Regular readers know that Germany's leadership has chosen to implement the Japanese Model for handling a bank solvency led financial crisis. Under the Japanese Model, policies are adopted to protect bank book capital levels and banker bonuses at all costs.
Bailouts of first banks and then sovereigns are an example of these policies.
Please note that under the Japanese Model debt does not go away. Rather, the burden of debt service on the excess debt in the financial system is transferred to the real economy. This deprives the real economy of the capital it needs for reinvestment and growth as capital is instead diverted to paying on the debt.
The alternative to the Japanese Model is the Swedish Model. Under the Swedish Model, the banks recognize upfront their losses on the excess public and private debt in the financial system. This protects the real economy and the social contract.
A modern financial system is designed to support the Swedish Model. Banks with low or negative book capital levels can continue in operations and support the real economy because of the combination of deposit insurance and access to central bank funding.
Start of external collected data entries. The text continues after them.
//! Inbound request context and call deadlines.
//!
//! Validators never read ambient server state. The web framework in front
//! of this crate copies what it received into a [`RequestContext`] and
//! passes it in explicitly.
//!
//! # Examples
//!
//! ```
//! use simplepay::context::RequestContext;
//!
//! let ctx = RequestContext::new("https", "shop.example.com", "/back?order_ref=101&RT=000%20OK")
//!     .with_header("Signature", "abc=");
//!
//! assert_eq!(ctx.query_param("RT"), Some("000 OK"));
//! assert_eq!(ctx.full_url(), "https://shop.example.com/back?order_ref=101&RT=000%20OK");
//! ```

use std::time::Duration;

use chrono::{DateTime, Utc};
use tokio::time::Instant;

use crate::{
    error::{GatewayError, Result},
    projector::{FormData, collect_form},
    signature::signature_from_headers,
};

/// Everything the gateway sent in one inbound HTTP request.
#[derive(Debug, Clone)]
pub struct RequestContext {
    /// Scheme the request arrived on, `http` or `https`.
    pub scheme: String,
    /// Value of the `Host` header.
    pub host: String,
    /// Path and query string exactly as received.
    pub request_uri: String,
    /// Request headers.
    pub headers: Vec<(String, String)>,
    /// Decoded query parameters.
    pub query: Vec<(String, String)>,
    /// Raw body.
    pub body: Vec<u8>,
    /// When the request was received. Confirmation timestamps derive from it.
    pub received_at: DateTime<Utc>,
}

impl RequestContext {
    /// Creates a context and decodes the query string of `request_uri`.
    #[must_use]
    #[allow(
        clippy::impl_trait_in_params,
        reason = "impl Into<String> is idiomatic for builder methods"
    )]
    pub fn new(
        scheme: impl Into<String>,
        host: impl Into<String>,
        request_uri: impl Into<String>,
    ) -> Self {
        let request_uri = request_uri.into();
        let query = request_uri
            .split_once('?')
            .map(|(_, query)| {
                url::form_urlencoded::parse(query.as_bytes())
                    .map(|(name, value)| (name.into_owned(), value.into_owned()))
                    .collect()
            })
            .unwrap_or_default();
        Self {
            scheme: scheme.into(),
            host: host.into(),
            request_uri,
            headers: Vec::new(),
            query,
            body: Vec::new(),
            received_at: Utc::now(),
        }
    }

    /// Context of a request that only carries a body, such as a webhook.
    #[must_use]
    pub fn from_body(body: impl Into<Vec<u8>>) -> Self {
        Self::new("https", "", "/").with_body(body)
    }

    /// Adds a header.
    #[must_use]
    #[allow(
        clippy::impl_trait_in_params,
        reason = "impl Into<String> is idiomatic for builder methods"
    )]
    pub fn with_header(mut self, name: impl Into<String>, value: impl Into<String>) -> Self {
        self.headers.push((name.into(), value.into()));
        self
    }

    /// Sets the raw body.
    #[must_use]
    pub fn with_body(mut self, body: impl Into<Vec<u8>>) -> Self {
        self.body = body.into();
        self
    }

    /// Sets the body to the URL encoding of `pairs`.
    #[must_use]
    pub fn with_form<'a, I>(mut self, pairs: I) -> Self
    where
        I: IntoIterator<Item = (&'a str, &'a str)>,
    {
        self.body = url::form_urlencoded::Serializer::new(String::new())
            .extend_pairs(pairs)
            .finish()
            .into_bytes();
        self
    }

    /// Overrides the receive time.
    #[must_use]
    pub fn with_received_at(mut self, received_at: DateTime<Utc>) -> Self {
        self.received_at = received_at;
        self
    }

    /// `scheme://host` followed by the request URI.
    #[must_use]
    pub fn full_url(&self) -> String {
        format!("{}://{}{}", self.scheme, self.host, self.request_uri)
    }

    /// First query parameter called `name`.
    #[must_use]
    pub fn query_param(&self, name: &str) -> Option<&str> {
        self.query.iter().find(|(key, _)| key == name).map(|(_, value)| value.as_str())
    }

    /// First header called `name`, ignoring case.
    #[must_use]
    pub fn header(&self, name: &str) -> Option<&str> {
        self.headers
            .iter()
            .find(|(key, _)| key.eq_ignore_ascii_case(name))
            .map(|(_, value)| value.as_str())
    }

    /// `Signature` header, or the missing-signature sentinel.
    #[must_use]
    pub fn signature(&self) -> String {
        signature_from_headers(self.headers.iter().map(|(k, v)| (k.as_str(), v.as_str())))
    }

    /// Body as UTF-8 text.
    ///
    /// # Errors
    ///
    /// Returns [`GatewayError::InvalidInput`] when the body is not UTF-8.
    pub fn body_text(&self) -> Result<&str> {
        std::str::from_utf8(&self.body)
            .map_err(|e| GatewayError::InvalidInput(format!("body is not UTF-8: {e}")))
    }

    /// Decodes a URL-encoded body into form fields.
    #[must_use]
    pub fn form(&self) -> FormData {
        collect_form(
            url::form_urlencoded::parse(&self.body)
                .map(|(name, value)| (name.into_owned(), value.into_owned())),
        )
    }
}

/// Point in time after which an operation gives up.
///
/// [`Deadline::none`] never expires. The deadline bounds the single outbound
/// call of a transaction and every poll and sleep of the status loop.
#[derive(Debug, Clone, Copy, Default, PartialEq, Eq)]
pub struct Deadline(Option<Instant>);

impl Deadline {
    /// A deadline that never expires.
    #[must_use]
    pub const fn none() -> Self {
        Self(None)
    }

    /// Expires `timeout` from now.
    #[must_use]
    pub fn after(timeout: Duration) -> Self {
        Self(Some(Instant::now() + timeout))
    }

    /// Expires at `instant`.
    #[must_use]
    pub const fn at(instant: Instant) -> Self {
        Self(Some(instant))
    }

    /// Time left, `None` when unbounded.
    #[must_use]
    pub fn remaining(&self) -> Option<Duration> {
        self.0.map(|at| at.saturating_duration_since(Instant::now()))
    }

    /// `true` once the deadline has passed.
    #[must_use]
    pub fn is_expired(&self) -> bool {
        self.0.is_some_and(|at| Instant::now() >= at)
    }

    /// Runs `operation`, failing with [`GatewayError::DeadlineExceeded`] if it
    /// does not finish in time.
    ///
    /// # Errors
    ///
    /// Propagates the operation's error, or returns `DeadlineExceeded`.
    pub async fn run<F, T>(&self, operation: F) -> Result<T>
    where
        F: Future<Output = Result<T>>,
    {
        match self.0 {
            Some(at) => tokio::time::timeout_at(at, operation)
                .await
                .map_err(|_| GatewayError::DeadlineExceeded)?,
            None => operation.await,
        }
    }

    /// Sleeps for `delay`, or fails early if the deadline comes first.
    ///
    /// # Errors
    ///
    /// Returns [`GatewayError::DeadlineExceeded`] when the deadline is
    /// reached before `delay` elapsed.
    pub async fn sleep(&self, delay: Duration) -> Result<()> {
        if let Some(at) = self.0
            && Instant::now() + delay > at
        {
            tokio::time::sleep_until(at).await;
            return Err(GatewayError::DeadlineExceeded);
        }
        tokio::time::sleep(delay).await;
        Ok(())
    }
}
Deposit insurance effectively makes the taxpayers the banks' silent equity partner when they have low or negative book capital levels. As a result, there is no need for policies like bailouts to "protect" the financial system as the financial system is designed to be robust in the face of losses.
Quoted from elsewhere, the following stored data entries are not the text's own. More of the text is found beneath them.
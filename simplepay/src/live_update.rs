//! Legacy checkout start (LiveUpdate).
//!
//! The browser is sent to `order/lu.php` with a signed form. This module
//! builds that form: it validates field names against a fixed schema, fills
//! defaults, cleans values, signs the hash field list with the legacy chain
//! and reports every missing required field at once. Rendering the form as
//! HTML is left to the caller.
//!
//! # Examples
//!
//! ```
//! use simplepay::{
//!     config::GatewayConfig,
//!     live_update::LiveUpdate,
//!     log::MemoryLogger,
//!     projector::Product,
//! };
//!
//! let config = GatewayConfig::from_pairs([("HUF_MERCHANT", "PUBLICTESTHUF"), ("HUF_SECRET_KEY", "S1")])?;
//! let mut order = LiveUpdate::new(&config, "HUF", MemoryLogger::new())?;
//! order.set_field("ORDER_REF", "101")?;
//! order.add_product(Product::new().with("name", "Lamp").with("price", "1200").with("qty", "1"));
//!
//! // Billing and delivery details are still missing.
//! assert!(order.missing_fields().contains(&"BILL_EMAIL".to_owned()));
//! # Ok::<(), simplepay::error::GatewayError>(())
//! ```

use chrono::{DateTime, Utc};

use crate::{
    config::GatewayConfig,
    error::{GatewayError, Result},
    log::{LogRecord, Logger},
    merchant::MerchantProfile,
    projector::{FieldKind, FieldProjector, FieldSpec, FormData, FormValue, LegacyFields, Product, encode_pairs},
    request::SDK_VERSION,
    signature::LegacySigner,
};

/// Path of the checkout endpoint below the legacy base.
pub const LIVE_UPDATE_PATH: &str = "order/lu.php";

/// Characters removed from every value before it is stored.
pub const DENIED_CHARS: [char; 3] = ['\'', '\\', '"'];

/// Field schema of a checkout form.
pub const LIVE_UPDATE_SCHEMA: &[FieldSpec] = &[
    FieldSpec::single("MERCHANT").required(),
    FieldSpec::single("ORDER_REF").required(),
    FieldSpec::single("ORDER_DATE").required(),
    FieldSpec::product("ORDER_PNAME", "name"),
    FieldSpec::product("ORDER_PCODE", "code"),
    FieldSpec::product("ORDER_PINFO", "info"),
    FieldSpec::product("ORDER_PRICE", "price").required(),
    FieldSpec::product("ORDER_QTY", "qty").required(),
    FieldSpec::product("ORDER_VAT", "vat").required().with_default("0"),
    FieldSpec::single("PRICES_CURRENCY").required().with_default("HUF"),
    FieldSpec::single("ORDER_SHIPPING").with_default("0"),
    FieldSpec::single("DISCOUNT").with_default("0"),
    FieldSpec::single("PAY_METHOD").required().with_default("CCVISAMC"),
    FieldSpec::single("LANGUAGE").with_default("HU"),
    FieldSpec::single("ORDER_TIMEOUT").with_default("300"),
    FieldSpec::single("TIMEOUT_URL").required(),
    FieldSpec::single("BACK_REF").required(),
    FieldSpec::single("LU_ENABLE_TOKEN"),
    FieldSpec::single("LU_TOKEN_TYPE"),
    // billing
    FieldSpec::single("BILL_FNAME").required(),
    FieldSpec::single("BILL_LNAME").required(),
    FieldSpec::single("BILL_COMPANY"),
    FieldSpec::single("BILL_FISCALCODE"),
    FieldSpec::single("BILL_EMAIL").required(),
    FieldSpec::single("BILL_PHONE").required(),
    FieldSpec::single("BILL_FAX"),
    FieldSpec::single("BILL_ADDRESS").required(),
    FieldSpec::single("BILL_ADDRESS2"),
    FieldSpec::single("BILL_ZIPCODE").required(),
    FieldSpec::single("BILL_CITY").required(),
    FieldSpec::single("BILL_STATE").required(),
    FieldSpec::single("BILL_COUNTRYCODE").required(),
    // delivery
    FieldSpec::single("DELIVERY_FNAME").required(),
    FieldSpec::single("DELIVERY_LNAME").required(),
    FieldSpec::single("DELIVERY_COMPANY"),
    FieldSpec::single("DELIVERY_EMAIL"),
    FieldSpec::single("DELIVERY_PHONE").required(),
    FieldSpec::single("DELIVERY_ADDRESS").required(),
    FieldSpec::single("DELIVERY_ADDRESS2"),
    FieldSpec::single("DELIVERY_ZIPCODE").required(),
    FieldSpec::single("DELIVERY_CITY").required(),
    FieldSpec::single("DELIVERY_STATE").required(),
    FieldSpec::single("DELIVERY_COUNTRYCODE").required(),
];

/// Fields entering `ORDER_HASH`, in chain order.
pub const LIVE_UPDATE_HASH_FIELDS: &[&str] = &[
    "MERCHANT",
    "ORDER_REF",
    "ORDER_DATE",
    "ORDER_PNAME",
    "ORDER_PCODE",
    "ORDER_PINFO",
    "ORDER_PRICE",
    "ORDER_QTY",
    "ORDER_VAT",
    "ORDER_SHIPPING",
    "PRICES_CURRENCY",
    "DISCOUNT",
    "PAY_METHOD",
];

/// Removes quotes and backslashes from a value.
#[must_use]
pub fn clean_value(value: &str) -> String {
    value.chars().filter(|c| !DENIED_CHARS.contains(c)).collect()
}

/// A signed checkout form, ready to post.
#[derive(Debug, Clone, PartialEq, Eq)]
pub struct LiveUpdateForm {
    /// Form action.
    pub action: String,
    /// Ordered fields, `ORDER_HASH` and `SDK_VERSION` last.
    pub fields: FormData,
    /// The signature that was added as `ORDER_HASH`.
    pub order_hash: String,
}

impl LiveUpdateForm {
    /// Fields as wire pairs, product lists as repeated `NAME[]` entries.
    #[must_use]
    pub fn pairs(&self) -> Vec<(String, String)> {
        encode_pairs(&self.fields)
    }
}

/// Builder of one checkout form.
#[derive(Debug)]
pub struct LiveUpdate<L> {
    profile: MerchantProfile,
    fields: LegacyFields,
    action: String,
    protocol: String,
    logger: L,
}

impl<L: Logger> LiveUpdate<L> {
    const PROJECTOR: FieldProjector = FieldProjector::new(LIVE_UPDATE_SCHEMA);

    /// Starts a form for `currency` with schema defaults, the merchant of
    /// that currency and the configured return URLs and language.
    ///
    /// # Errors
    ///
    /// Returns [`GatewayError::UnresolvedMerchant`] for an unknown currency.
    pub fn new(config: &GatewayConfig, currency: &str, logger: L) -> Result<Self> {
        let profile = config.resolver().by_currency(currency)?;
        let mut fields = LegacyFields::with_defaults(LIVE_UPDATE_SCHEMA);
        fields.set("MERCHANT", profile.merchant_id());
        fields.set("PRICES_CURRENCY", clean_value(profile.currency()));
        fields.set("LANGUAGE", clean_value(&config.language));
        if let Some(back_ref) = &config.back_ref {
            fields.set("BACK_REF", clean_value(back_ref));
        }
        if let Some(timeout_url) = &config.timeout_url {
            fields.set("TIMEOUT_URL", clean_value(timeout_url));
        }

        let mut update = Self {
            profile,
            fields,
            action: format!("{}{LIVE_UPDATE_PATH}", config.legacy_base()),
            protocol: config.protocol.clone(),
            logger,
        };
        update.set_order_date(Utc::now());
        Ok(update)
    }

    /// Sets `ORDER_DATE` from a timestamp.
    pub fn set_order_date(&mut self, at: DateTime<Utc>) {
        self.fields.set("ORDER_DATE", at.format("%Y-%m-%d %H:%M:%S").to_string());
    }

    /// Sets a single field after cleaning its value.
    ///
    /// Enabling `LU_ENABLE_TOKEN` also sets `LU_TOKEN_TYPE` to `PAY_BY_CLICK`.
    ///
    /// # Errors
    ///
    /// Returns [`GatewayError::InvalidInput`] for a name outside the schema or
    /// a product field name.
    pub fn set_field(&mut self, name: &str, value: &str) -> Result<()> {
        match LIVE_UPDATE_SCHEMA.iter().find(|spec| spec.name == name) {
            Some(FieldSpec { kind: FieldKind::Single, .. }) => {}
            Some(_) => {
                return Err(GatewayError::InvalidInput(format!("{name} is set through add_product")));
            }
            None => return Err(GatewayError::InvalidInput(format!("unknown LiveUpdate field: {name}"))),
        }

        self.fields.set(name, clean_value(value));
        if name == "LU_ENABLE_TOKEN" && is_truthy(value) {
            self.fields.set("LU_TOKEN_TYPE", "PAY_BY_CLICK");
        }
        Ok(())
    }

    /// Current value of a field.
    #[must_use]
    pub fn field(&self, name: &str) -> Option<&str> {
        self.fields.get(name)
    }

    /// Appends a product line with cleaned values; a missing `vat` defaults to `0`.
    pub fn add_product(&mut self, product: Product) {
        let mut cleaned = Product::new();
        for spec in LIVE_UPDATE_SCHEMA {
            if let FieldKind::Product(attribute) = spec.kind {
                match (product.get(attribute), spec.default) {
                    (Some(value), _) => cleaned = cleaned.with(attribute, clean_value(value)),
                    (None, Some(default)) => cleaned = cleaned.with(attribute, default),
                    (None, None) => {}
                }
            }
        }
        self.fields.push_product(cleaned);
    }

    /// Every required field still missing, in schema order.
    #[must_use]
    pub fn missing_fields(&self) -> Vec<String> {
        Self::PROJECTOR.missing_required(&self.fields)
    }

    /// Signs and returns the form.
    ///
    /// `BACK_REF` and `TIMEOUT_URL` get `order_ref` and `order_currency`
    /// query parameters and the configured scheme. Neither is signed.
    ///
    /// # Errors
    ///
    /// - [`GatewayError::MissingRequiredFields`] listing every missing field.
    /// - [`GatewayError::MissingSignatureInput`] when the merchant secret is empty.
    pub fn prepare(&self) -> Result<LiveUpdateForm> {
        let missing = self.missing_fields();
        if !missing.is_empty() {
            tracing::warn!(?missing, "LiveUpdate form incomplete");
            return Err(GatewayError::MissingRequiredFields(missing));
        }

        let values = Self::PROJECTOR.project(LIVE_UPDATE_HASH_FIELDS, &self.fields)?;
        let order_hash = LegacySigner.sign_chain(self.profile.secret_key(), &values)?;

        let order_ref = self.fields.get("ORDER_REF").unwrap_or_default();
        let currency = self.fields.get("PRICES_CURRENCY").unwrap_or_default();

        let mut fields = Self::PROJECTOR.form_data(&self.fields);
        for (name, value) in &mut fields {
            if let ("BACK_REF" | "TIMEOUT_URL", FormValue::Single(url)) = (name.as_str(), value) {
                let separator = if url.contains('?') { '&' } else { '?' };
                let expanded = format!("{url}{separator}order_ref={order_ref}&order_currency={currency}");
                *url = if expanded.contains("://") { expanded } else { format!("{}://{expanded}", self.protocol) };
            }
        }
        fields.push(("ORDER_HASH".to_owned(), FormValue::Single(order_hash.clone())));
        fields.push(("SDK_VERSION".to_owned(), FormValue::Single(SDK_VERSION.to_owned())));

        let record = encode_pairs(&fields)
            .into_iter()
            .fold(LogRecord::new("LiveUpdate").with_order_ref(order_ref), |record, (name, value)| {
                record.with_entry(name, value)
            });
        self.logger.log(&record);

        Ok(LiveUpdateForm { action: self.action.clone(), fields, order_hash })
    }
}

fn is_truthy(value: &str) -> bool {
    !matches!(value.trim(), "" | "0" | "false")
}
With elections approaching in 2013, Berlin is blocking a workable solution for Greece. German leaders are eager to avoid angering voters by giving more money to Athens, but their European partners are losing their patience.
Wolfgang Schäuble is as master of portraying political chaos as a strategy. "We need a solution that lasts for a while with Greece," the German finance minister announced last Thursday. But the truth is that he is determined to continue pursuing Germany's approach of muddling along through the euro crisis, much to the annoyance of Germany's partners.
In Brussels and at the International Monetary Fund (IMF), there is a growing realization that it's time for honesty, especially because the German government also wants Greece to remain in the monetary union. "Things cannot go on this way," says a European Union diplomat. The IMF is openly demanding a "real solution," and yet that is precisely the opposite of what is happening at the moment.
The Greek rescue is a tale of self-deception.The Japanese Model is built on self-deception.
In May 2010, officials said that a bailout package worth €110 billion ($140 billion) was sufficient. It is now clear that even the second bailout package, worth a total of €130 billion, is too small -- and this is based on calculations that are only about six months old.
But now there is another shortfall, this time of €33 billion. It's a disaster for Schäuble and Chancellor Angela Merkel. In the run-up to German parliamentary elections next year, both politicians are determined not to confront taxpayers with a real, and therefore expensive, summary of costs.....A similar type of self-deception is also going on in the US where politicians are trying to argue that the taxpayer broke even on the bailouts. In the US, the analysis always conveniently ignores that direct cash injection was only one form of bailout (artificially low interest rates being an example of an indirect bailout).
In the midst of all this, it is clear that Greece cannot support its debt burden, most recently more than €300 billion, in the long term.Greece is not alone. There is also Ireland, Portugal, Spain, France, the UK and the US.
The existence of this debt burden which cannot be supported in the long run is is why I continue to say that every day policy makers have the choice of abandoning the failed Japanese Model and adopting the Swedish Model.
But the chance of eventually recouping the money it lends is the IMF's condition for continuing to take part in the bailout program. IMF Managing Director Christine Lagarde has made it clear that she has had enough of deceptive maneuvers in Europe.
For Merkel and Schäuble, an IMF withdrawal would be tantamount to an admission of failure, and not just because it was the German government that once insisted that the respected organization participate in Europe's programs. It would also signify the loss of close to €20 billion in promised aid for Greece. The euro countries would have to jump in, with Germany alone having to contribute about €6 billion. Even a political grand master like Schäuble probably couldn't spin that as a strategy anymore.